Those casualties, however, though given widespread media coverage,were just a few more added to the hundreds of fatalities and tens of thousands of injuries that occur in America every year due to lack of sleep. Fatigue is a factor in more than 100,000 crashes, resulting in 1,550 deaths and 40,000 injuries annually, according to the National Highway Traffic Safety Administration.
In addition to causing momentary lapses in consciousness, lack of sleep affects the ability to operate a car, truck, train, or even a plane, by impairing coordination, judgment, memory and reaction time. It’s a lot like being under the influence of alcohol in the way it can delude you about your ability to function normally.
But whereas drunk driving is directly related to a conscious decision to imbibe excessively before getting behind the wheel, driving while drowsy may not necessarily be the result of deliberate behavior, like staying out too late or watching TV until the wee hours (Hey, there was a time when TV networks said “good-night” at a certain hour and put on a test pattern until morning). It may simply be due to an individual’s having somehow failed to get a good night’s sleep. That can happen when your body’s “circadian rhythm,” your “master clock” that normally controls sleeping and waking cycles, somehow gets thrown out of whack.
Lately, scientists have begun paying a lot more attention to the importance of circadian rhythms and their influence on production of the hormone melatonin on our overall health, well-being and alertness. The focus on them even recently extended to the sports world with a study undertaken by researchers from three prestigious universities, who determined that “(p)rofessional football players playing close to the circadian peak in performance demonstrate a significant athletic advantage over those who are playing at other times,” based on a comparative analysis of day and night games played between NFL teams from the East and West Coasts.

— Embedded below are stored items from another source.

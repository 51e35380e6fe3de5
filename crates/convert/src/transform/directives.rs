//! CMS directive stripping, attribute annotations, frontmatter promotion and anchors.

use std::collections::BTreeMap;

use devmdx_core::slug::{AnchorRegistry, extract_custom_id, is_valid_id};
use devmdx_core::tree::{merge_text, plain_text, rewrite_nodes, trim_inline_edges};
use devmdx_core::{Diagnostics, Frontmatter, Node, Tree};

use super::{Pass, PassContext};

/// Descriptor files whose references are dropped from the metadata preamble.
const BOOKKEEPING_FILES: &[&str] = &["_project.yaml", "_book.yaml"];

/// Removes templating syntax and promotes the title block into frontmatter.
#[derive(Debug, Default, Clone, Copy)]
pub struct Directives;

impl Pass for Directives {
    fn name(&self) -> &str {
        "directives"
    }

    fn run(&self, tree: Tree, cx: &mut PassContext<'_>) -> Tree {
        let variables = &cx.config.variables;
        let children = rewrite_nodes(tree.children, &mut |node| {
            vec![strip_node(node, variables)]
        });
        let children = resolve_annotations(children);

        let mut frontmatter = tree.frontmatter;
        let mut children = extract_metadata(children, &mut frontmatter, cx.diagnostics);
        children = drop_empty_paragraphs(children);

        let mut registry = AnchorRegistry::new();
        dedupe_anchors(&mut children, &mut registry);

        Tree {
            frontmatter,
            children,
        }
    }
}

fn strip_node(mut node: Node, variables: &BTreeMap<String, String>) -> Node {
    match &mut node {
        Node::Table { rows, .. } => {
            for cell in rows.iter_mut().flat_map(|row| row.cells.iter_mut()) {
                cell.children = strip_inline(std::mem::take(&mut cell.children), variables);
            }
        }
        Node::Paragraph { children, .. }
        | Node::Heading { children, .. }
        | Node::Emphasis { children }
        | Node::Strong { children }
        | Node::Link { children, .. }
        | Node::Element { children, .. }
        | Node::Marker { children, .. } => {
            *children = strip_inline(std::mem::take(children), variables);
        }
        _ => {}
    }
    node
}

/// Removes directive spans and `[TOC]` markers from an inline run.
pub fn strip_inline(children: Vec<Node>, variables: &BTreeMap<String, String>) -> Vec<Node> {
    let mut nodes = strip_directive_spans(children, variables);
    for node in nodes.iter_mut() {
        if let Node::Text { value } = node
            && value.contains("[TOC]")
        {
            *value = squeeze_blank_lines(&value.replace("[TOC]", ""));
        }
    }
    nodes.retain(|n| !matches!(n, Node::Text { value } if value.is_empty()));
    nodes
}

#[derive(Debug, Clone, Copy, PartialEq, Eq)]
enum Shape {
    /// `{% ... %}`
    Statement,
    /// `{{ ... }}`
    Variable,
    /// `{# ... #}`
    Comment,
}

impl Shape {
    fn closer(self) -> &'static str {
        match self {
            Shape::Statement => "%}",
            Shape::Variable => "}}",
            Shape::Comment => "#}",
        }
    }

    fn replacement(self, inner: &str, variables: &BTreeMap<String, String>) -> String {
        match self {
            Shape::Variable => {
                let name = inner.split('|').next().unwrap_or("").trim();
                match variables.get(name) {
                    Some(value) => value.clone(),
                    None => {
                        log::debug!("dropping unresolved variable `{name}`");
                        String::new()
                    }
                }
            }
            Shape::Statement | Shape::Comment => String::new(),
        }
    }
}

/// Finds the next directive opener at or after `from`.
fn find_opener(value: &str, from: usize) -> Option<(usize, Shape)> {
    let bytes = value.as_bytes();
    let mut index = from;
    while let Some(offset) = value.get(index..)?.find('{') {
        let start = index + offset;
        let shape = match bytes.get(start + 1) {
            Some(b'%') => Some(Shape::Statement),
            Some(b'{') => Some(Shape::Variable),
            Some(b'#') if value[start + 2..].contains("#}") => Some(Shape::Comment),
            _ => None,
        };
        if let Some(shape) = shape {
            return Some((start, shape));
        }
        index = start + 1;
    }
    None
}

/// Strips `{% %}`, `{{ }}` and `{# #}` spans, including spans that inline
/// markup split across several siblings.
fn strip_directive_spans(children: Vec<Node>, variables: &BTreeMap<String, String>) -> Vec<Node> {
    let mut nodes = merge_text(children);
    let mut index = 0;
    let mut from = 0;

    while index < nodes.len() {
        let value = match &nodes[index] {
            Node::Text { value } => value.clone(),
            _ => {
                index += 1;
                from = 0;
                continue;
            }
        };
        let Some((start, shape)) = find_opener(&value, from) else {
            index += 1;
            from = 0;
            continue;
        };
        let closer = shape.closer();

        if let Some(offset) = value[start + 2..].find(closer) {
            let end = start + 2 + offset + closer.len();
            let replacement = shape.replacement(&value[start + 2..end - closer.len()], variables);
            let mut rewritten = value[..start].to_string();
            rewritten.push_str(&replacement);
            from = rewritten.len();
            rewritten.push_str(&value[end..]);
            nodes[index] = Node::text(squeeze_blank_lines(&rewritten));
            from = from.min(text_len(&nodes[index]));
            continue;
        }

        let crossing = match shape {
            Shape::Comment => None,
            _ => find_closer_after(&nodes, index + 1, closer),
        };
        match crossing {
            Some((last, offset)) => {
                let mut inner = value[start + 2..].to_string();
                inner.push_str(&plain_text(&nodes[index + 1..last]));
                let tail = match &nodes[last] {
                    Node::Text { value } => value.clone(),
                    _ => String::new(),
                };
                inner.push_str(&tail[..offset]);
                let mut rewritten = value[..start].to_string();
                rewritten.push_str(&shape.replacement(&inner, variables));
                from = rewritten.len();
                rewritten.push_str(&tail[offset + closer.len()..]);
                nodes.splice(index..=last, [Node::text(squeeze_blank_lines(&rewritten))]);
                from = from.min(text_len(&nodes[index]));
            }
            None => from = start + 2,
        }
    }

    nodes.retain(|n| !matches!(n, Node::Text { value } if value.is_empty()));
    nodes
}

fn text_len(node: &Node) -> usize {
    match node {
        Node::Text { value } => value.len(),
        _ => 0,
    }
}

fn find_closer_after(nodes: &[Node], from: usize, closer: &str) -> Option<(usize, usize)> {
    for (index, node) in nodes.iter().enumerate().skip(from) {
        match node {
            Node::Text { value } => {
                if let Some(offset) = value.find(closer) {
                    return Some((index, offset));
                }
            }
            other if other.is_block() => return None,
            _ => {}
        }
    }
    None
}

/// Drops interior lines left blank by a removal so the paragraph stays one block.
fn squeeze_blank_lines(value: &str) -> String {
    let pieces: Vec<&str> = value.split('\n').collect();
    let last = pieces.len().saturating_sub(1);
    pieces
        .iter()
        .enumerate()
        .filter(|(index, piece)| *index == 0 || *index == last || !piece.trim().is_empty())
        .map(|(_, piece)| *piece)
        .collect::<Vec<_>>()
        .join("\n")
}

/// Removes `{: ...}` spans from top-level text, returning the ids they carried.
fn take_annotations(children: &mut Vec<Node>) -> (Vec<String>, bool) {
    let mut ids = Vec::new();
    let mut removed = false;
    for node in children.iter_mut() {
        if let Node::Text { value } = node
            && value.contains("{:")
        {
            let (rest, found) = remove_annotations(value, &mut ids);
            if found {
                removed = true;
                *value = rest;
            }
        }
    }
    children.retain(|n| !matches!(n, Node::Text { value } if value.is_empty()));
    (ids, removed)
}

fn remove_annotations(value: &str, ids: &mut Vec<String>) -> (String, bool) {
    let mut out = String::with_capacity(value.len());
    let mut rest = value;
    let mut found = false;
    while let Some(start) = rest.find("{:") {
        let Some(len) = rest[start..].find('}') else {
            break;
        };
        out.push_str(&rest[..start]);
        for token in rest[start + 2..start + len].split_whitespace() {
            let id = token
                .strip_prefix('#')
                .or_else(|| token.strip_prefix("id="))
                .map(|id| id.trim_matches(|c| c == '"' || c == '\''));
            if let Some(id) = id
                && is_valid_id(id)
            {
                ids.push(id.to_string());
            }
        }
        rest = &rest[start + len + 1..];
        found = true;
    }
    out.push_str(rest);
    (squeeze_blank_lines(&out), found)
}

But if insomnia can make such a big difference in performance — and actually put our lives and those of others at risk — there may be ways we can avoid it other than taking sleeping pills that can be habit-forming and have undesirable side effects. Causes of sleep disruption can range from taking certain medications before bedtime to suffering from acid reflux or pain to having pets in your bed or even exposure to “blue” light — the kind given off by computer screens, tablets, and compact fluorescent bulbs — in the hours before going to bed.
People often don’t have any idea what’s disturbing their sleep,” says Thomas Roth, PhD, director of the Sleep Disorders Center at Henry Ford Hospital in Detroit. “They assume it’s one thing, but it’s actually something else entirely.”
Figuring out what may be causing us to toss and turn all night and taking steps to correct the situation (sometimes simple ones) could make a big difference in the way we feel, how well we perform — and even whether we can get ourselves to our destination and back safely.